At the beginning of March, Aria Babu quit her job at a think tank to dedicate herself to something most people have never heard of. Having worked in public policy for several years, the 26-year-old Londoner had come to an alarming realisation about the future of the UK, the world – and the human species.

‘It became clear to me that people wanted more children than they were having,’ Babu says. ‘Considering this is such a massive part of people’s lives, the fact that they were not able to fulfil this want was clearly indicative that something was wrong.’

The new focus of Babu’s career is a philosophy known as pronatalism, literally meaning pro-birth. Its core tenet is deceptively simple: our future depends on having enough children, and yet life in developed countries has become hostile to this basic biological imperative.

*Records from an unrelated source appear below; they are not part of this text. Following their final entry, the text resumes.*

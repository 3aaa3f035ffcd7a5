// SPDX-License-Identifier: MIT OR Apache-2.0
/*!
A small reader/writer spinlock.

It guards the structures that are touched on every log call but held only for a moment:
a logger's sink list (read on every emit, written during setup) and a sink's pool of idle
buffers.  On the wasm main thread we cannot block, so a spinlock is used instead of
`std::sync::RwLock`.  Critical sections must stay short.
*/

use std::cell::UnsafeCell;
use std::ops::{Deref, DerefMut};
use std::sync::atomic::AtomicU8;
use std::sync::atomic::Ordering::{Acquire, Relaxed, Release};

const UNLOCKED: u8 = 0;
//we allow for 254 readers or 1 writer (val = 255)
const LOCKED_WRITE: u8 = u8::MAX;

pub(crate) struct Spinlock<T> {
    data: UnsafeCell<T>,
    state: AtomicU8,
}

unsafe impl<T: Send> Send for Spinlock<T> {}
unsafe impl<T: Send + Sync> Sync for Spinlock<T> {}

pub(crate) struct ReadGuard<'a, T> {
    lock: &'a Spinlock<T>,
}

pub(crate) struct WriteGuard<'a, T> {
    lock: &'a Spinlock<T>,
}

impl<T> Spinlock<T> {
    pub(crate) const fn new(data: T) -> Self {
        Spinlock {
            data: UnsafeCell::new(data),
            state: AtomicU8::new(UNLOCKED),
        }
    }

    pub(crate) fn read(&self) -> ReadGuard<'_, T> {
        while self
            .state
            .fetch_update(Acquire, Relaxed, |v| {
                if v < LOCKED_WRITE - 1 {
                    Some(v + 1)
                } else {
                    None
                }
            })
            .is_err()
        {
            std::hint::spin_loop();
        }
        ReadGuard { lock: self }
    }

    pub(crate) fn write(&self) -> WriteGuard<'_, T> {
        while self
            .state
            .compare_exchange_weak(UNLOCKED, LOCKED_WRITE, Acquire, Relaxed)
            .is_err()
        {
            std::hint::spin_loop();
        }
        WriteGuard { lock: self }
    }
}

impl<T: std::fmt::Debug> std::fmt::Debug for Spinlock<T> {
    fn fmt(&self, f: &mut std::fmt::Formatter<'_>) -> std::fmt::Result {
        f.debug_tuple("Spinlock").field(&*self.read()).finish()
    }
}

impl<T> Deref for ReadGuard<'_, T> {
    type Target = T;
    fn deref(&self) -> &T {
        // SAFETY: the reader count is non-zero, so no writer exists
        unsafe { &*self.lock.data.get() }
    }
}

impl<T> Drop for ReadGuard<'_, T> {
    fn drop(&mut self) {
        self.lock.state.fetch_sub(1, Release);
    }
}

impl<T> Deref for WriteGuard<'_, T> {
    type Target = T;
    fn deref(&self) -> &T {
        // SAFETY: we hold the write lock
        unsafe { &*self.lock.data.get() }
    }
}

impl<T> DerefMut for WriteGuard<'_, T> {
    fn deref_mut(&mut self) -> &mut T {
        // SAFETY: we hold the write lock exclusively
        unsafe { &mut *self.lock.data.get() }
    }
}

impl<T> Drop for WriteGuard<'_, T> {
    fn drop(&mut self) {
        self.lock.state.store(UNLOCKED, Release);
    }
}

Linked to the subcultures of rationalism and ‘effective altruism’ (EA), and bolstered by declining birth rates, it has been gaining currency in Silicon Valley and the wider tech industry – especially its more conservative corners.

‘I’ve been in various text threads with technology entrepreneurs who share that view… there are really smart people that have real concern around this,’ says Ben Lamm, a Texas biotech entrepreneur whose company Colossal is developing artificial wombs and other reproductive tech (or ‘reprotech’) that could boost future fertility.

‘We are quite familiar with the pronatalist movement and are supporters of it,’ says Jake Kozloski, the Miami-based co-founder of an AI matchmaking service called Keeper, which aims to address the ‘fertility crisis fueled by a marriage crisis’ by helping clients find the other parent of their future children.

‘I encourage people who are responsible and smart and conscientious to have children, because they’re going to make the future better,’ says Diana Fleischman, a pronatalist psychology professor at the University of New Mexico and consultant for an embryo-selection start-up (she is currently pregnant with her second child).

According to Dr. Kaori Sakurada from Yamagata University, men with higher libido are 69% less likely to die young than their peers.